Dzieła Ulmana i Musielak, choć pełne empatii, wydają się podszyte rozpaczą. Na szczęście w tegorocznym programie nie brakuje także filmów, które błyskotliwie przeciwstawiają się poczuciu marazmu i bezsilności, w jakim wielu z nas tkwiło przez kilkanaście ostatnich miesięcy. Doskonały przykład takiej strategii stanowi Halo babciu, jeden z trzech – obok Piachu Bartosza Tryzny i Moniki Stpiczyńskiej oraz Trochę raju Andrzeja Cichockiego – filmów dokumentalnych w tegorocznej Shortliście. Reżyserka Kamila Chojnacka postawiła na autobiografizm, pozbawiony na szczęście choćby grama niezdrowego ekshibicjonizmu. Twórczyni Halo babciu opowiedziała historię tęsknoty i strachu o tytułową bohaterkę, z którą nie może spotykać się w warunkach covidowej izolacji. Choć wielu innych reżyserów dałoby w takich okolicznościach upust negatywnym emocjom, Chojnacka woli egzorcyzmować swe lęki za pomocą poczucia humoru. Duża w tym zasługa samej seniorki, która z dezynwolturą, a nierzadko i finezją ignoruje wszelkie zalecenia wnuczki. Wyraz równie łagodnego reżyserskiego temperamentu stanowi wspomniane Trochę raju. Tam, gdzie większość filmowców zwróciłaby pewnie uwagę na niedogodności skromnego życia bohaterów, Andrzej Cichocki woli dostrzegać wyeksponowaną już w tytule idylliczność. Przypatrując się oddalonej od wielkomiejskiego zgiełku, nieśpiesznej, bliskiej naturze egzystencji filmowej rodziny nie sposób nie zaznać uczucia odprężenia. Podobnie relaksujący wpływ na widza wywiera także eksperymentalna Zieleń Karoliny Kajetanowicz, będąca unikatowym przykładem animowanego slow cinema.
Dziełem niezwykle kojącym okazuje się w ostatecznym rozrachunku także Dalej jest dzień. Film Damiana Kocura mógłby posłużyć za ilustrację słynnej maksymy Hrabala Życie jest straszne, ale postanowiłem, że będzie piękne. Reżyser najpierw robi wiele, by przygnębić widza, serwując mu migawki z antyuchodźczych wystąpień Viktora Orbana i epatując obrazami prowincjonalnej nudy. Wszystko to zostaje unieważnione w chwili, gdy na ekranie dochodzi do niezwykłego spotkania samotnego pracownika promu rzecznego i nielegalnego imigranta.

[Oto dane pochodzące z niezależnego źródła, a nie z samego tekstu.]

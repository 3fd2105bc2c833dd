use super::*;

#[derive(Debug, Parser)]
pub(crate) struct Build {
  #[arg(
    long,
    help = "Broadcast the signed transaction instead of only printing it."
  )]
  broadcast: bool,
  #[arg(
    long,
    conflicts_with = "payload",
    help = "Embed the contents of <FILE> instead of a hex payload argument."
  )]
  file: Option<PathBuf>,
  #[arg(long, help = "Spend output <OUTPOINT>, formatted as <TXID>:<VOUT>.")]
  input: OutPoint,
  #[arg(long, env = "STASH_PRIVATE_KEY", help = "Sign with WIF <PRIVATE_KEY>.")]
  private_key: String,
  #[arg(help = "Hex-encoded payload to embed.")]
  payload: Option<String>,
}

#[derive(Debug, PartialEq, Serialize, Deserialize)]
pub struct Output {
  pub broadcast: Option<Txid>,
  pub change: u64,
  pub fee: u64,
  pub outputs: usize,
  pub transaction: String,
  pub txid: Txid,
}

impl Build {
  pub(crate) fn run(self, settings: Settings) -> SubcommandResult {
    let payload = match (&self.file, &self.payload) {
      (Some(file), None) => fs::read(file)
        .with_context(|| format!("failed to read payload from `{}`", file.display()))?,
      (None, Some(payload)) => hex::decode(payload).context("invalid hex payload")?,
      _ => bail!("provide a hex payload argument or --file"),
    };

    let policy = settings.policy()?;
    let client = settings.chain_client()?;
    let vault = Vault::new(&client, settings.chain().network(), policy);

    let signed = vault.build_data_transaction(&payload, &self.private_key, self.input)?;

    let broadcast = if self.broadcast {
      Some(client.broadcast(signed.transaction())?)
    } else {
      None
    };

    let fee = policy
      .data_fee(payload.len())
      .ok_or_else(|| anyhow!("fee overflows"))?;

    Ok(Some(Box::new(Output {
      broadcast,
      change: signed.transaction().output[0].value.to_sat(),
      fee: fee.to_sat(),
      outputs: signed.transaction().output.len(),
      transaction: signed.to_hex(),
      txid: signed.txid(),
    })))
  }
}
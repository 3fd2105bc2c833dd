use super::*;

/// A payload chunk embedded in a spendable output script:
///
///   <chunk> OP_DROP <public key> OP_CHECKSIG
///
/// The chunk is dropped at spend time, so the output remains a plain
/// pay-to-public-key spend while the data rides along in the locking script.
/// Scanning a transaction's outputs in order and concatenating the chunks
/// reconstructs the embedded payload.
#[derive(Debug, PartialEq, Clone)]
pub struct Envelope {
  chunk: PushBytesBuf,
  public_key: PublicKey,
}

#[derive(Debug, PartialEq)]
pub enum Error {
  ChunkTooLarge { size: usize, limit: usize },
}

impl Display for Error {
  fn fmt(&self, f: &mut Formatter) -> fmt::Result {
    match self {
      Error::ChunkTooLarge { size, limit } => {
        write!(f, "payload chunk of {size} bytes exceeds limit of {limit} bytes")
      }
    }
  }
}

impl std::error::Error for Error {}

impl Envelope {
  /// `limit` is clamped to the consensus push ceiling, so no envelope can
  /// hold a chunk a script push cannot carry.
  pub fn new(chunk: Vec<u8>, public_key: PublicKey, limit: usize) -> Result<Self, Error> {
    let limit = limit.min(MAX_SCRIPT_ELEMENT_SIZE);

    let size = chunk.len();

    if size > limit {
      return Err(Error::ChunkTooLarge { size, limit });
    }

    let chunk = PushBytesBuf::try_from(chunk).map_err(|_| Error::ChunkTooLarge { size, limit })?;

    Ok(Self { chunk, public_key })
  }

  pub fn chunk(&self) -> &[u8] {
    self.chunk.as_bytes()
  }

  pub fn public_key(&self) -> PublicKey {
    self.public_key
  }

  pub fn script(&self) -> ScriptBuf {
    script::Builder::new()
      .push_slice(&self.chunk)
      .push_opcode(opcodes::all::OP_DROP)
      .push_key(&self.public_key)
      .push_opcode(opcodes::all::OP_CHECKSIG)
      .into_script()
  }

  /// Recognizes an envelope script. The shape is matched strictly: any
  /// extra, missing, or reordered instruction disqualifies the script.
  pub fn from_script(script: &Script) -> Option<Self> {
    let mut instructions = script.instructions();

    let chunk = match instructions.next()?.ok()? {
      Instruction::PushBytes(push) => push.as_bytes().to_vec(),
      Instruction::Op(_) => return None,
    };

    match instructions.next()?.ok()? {
      Instruction::Op(op) if op == opcodes::all::OP_DROP => {}
      _ => return None,
    }

    let public_key = match instructions.next()?.ok()? {
      Instruction::PushBytes(push) => PublicKey::from_slice(push.as_bytes()).ok()?,
      Instruction::Op(_) => return None,
    };

    match instructions.next()?.ok()? {
      Instruction::Op(op) if op == opcodes::all::OP_CHECKSIG => {}
      _ => return None,
    }

    if instructions.next().is_some() {
      return None;
    }

    let chunk = PushBytesBuf::try_from(chunk).ok()?;

    Some(Self { chunk, public_key })
  }

  /// Envelopes carried by `transaction`, in output order.
  pub fn from_transaction(transaction: &Transaction) -> Vec<Self> {
    transaction
      .output
      .iter()
      .filter_map(|output| Self::from_script(&output.script_pubkey))
      .collect()
  }
}

/// Reassembles the payload embedded by a data transaction by concatenating
/// envelope chunks in output order. Returns `None` when no output carries an
/// envelope.
pub fn payload_from_transaction(transaction: &Transaction) -> Option<Vec<u8>> {
  let envelopes = Envelope::from_transaction(transaction);

  if envelopes.is_empty() {
    None
  } else {
    Some(
      envelopes
        .iter()
        .flat_map(|envelope| envelope.chunk().iter().copied())
        .collect(),
    )
  }
}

Choć mężczyźni nie mają ze sobą praktycznie nic wspólnego, z miejsca nawiązują ze sobą kumpelską więź, której nie osłabia nawet fakt, że nie mówią w tym samym języku. Interakcje bohaterów, chwilami niezwykle zabawne w swej nieporadności, wydają się jednak tym cenniejsze, że są pozbawione racjonalizacji i pochodzą prosto z głębi serca.
Liczę, że podobna radość z nieoczekiwanego i wzbogacającego na wielu płaszczyznach spotkania stanie się udziałem widzów w zetknięciu z każdym z 25 filmów z tegorocznego programu.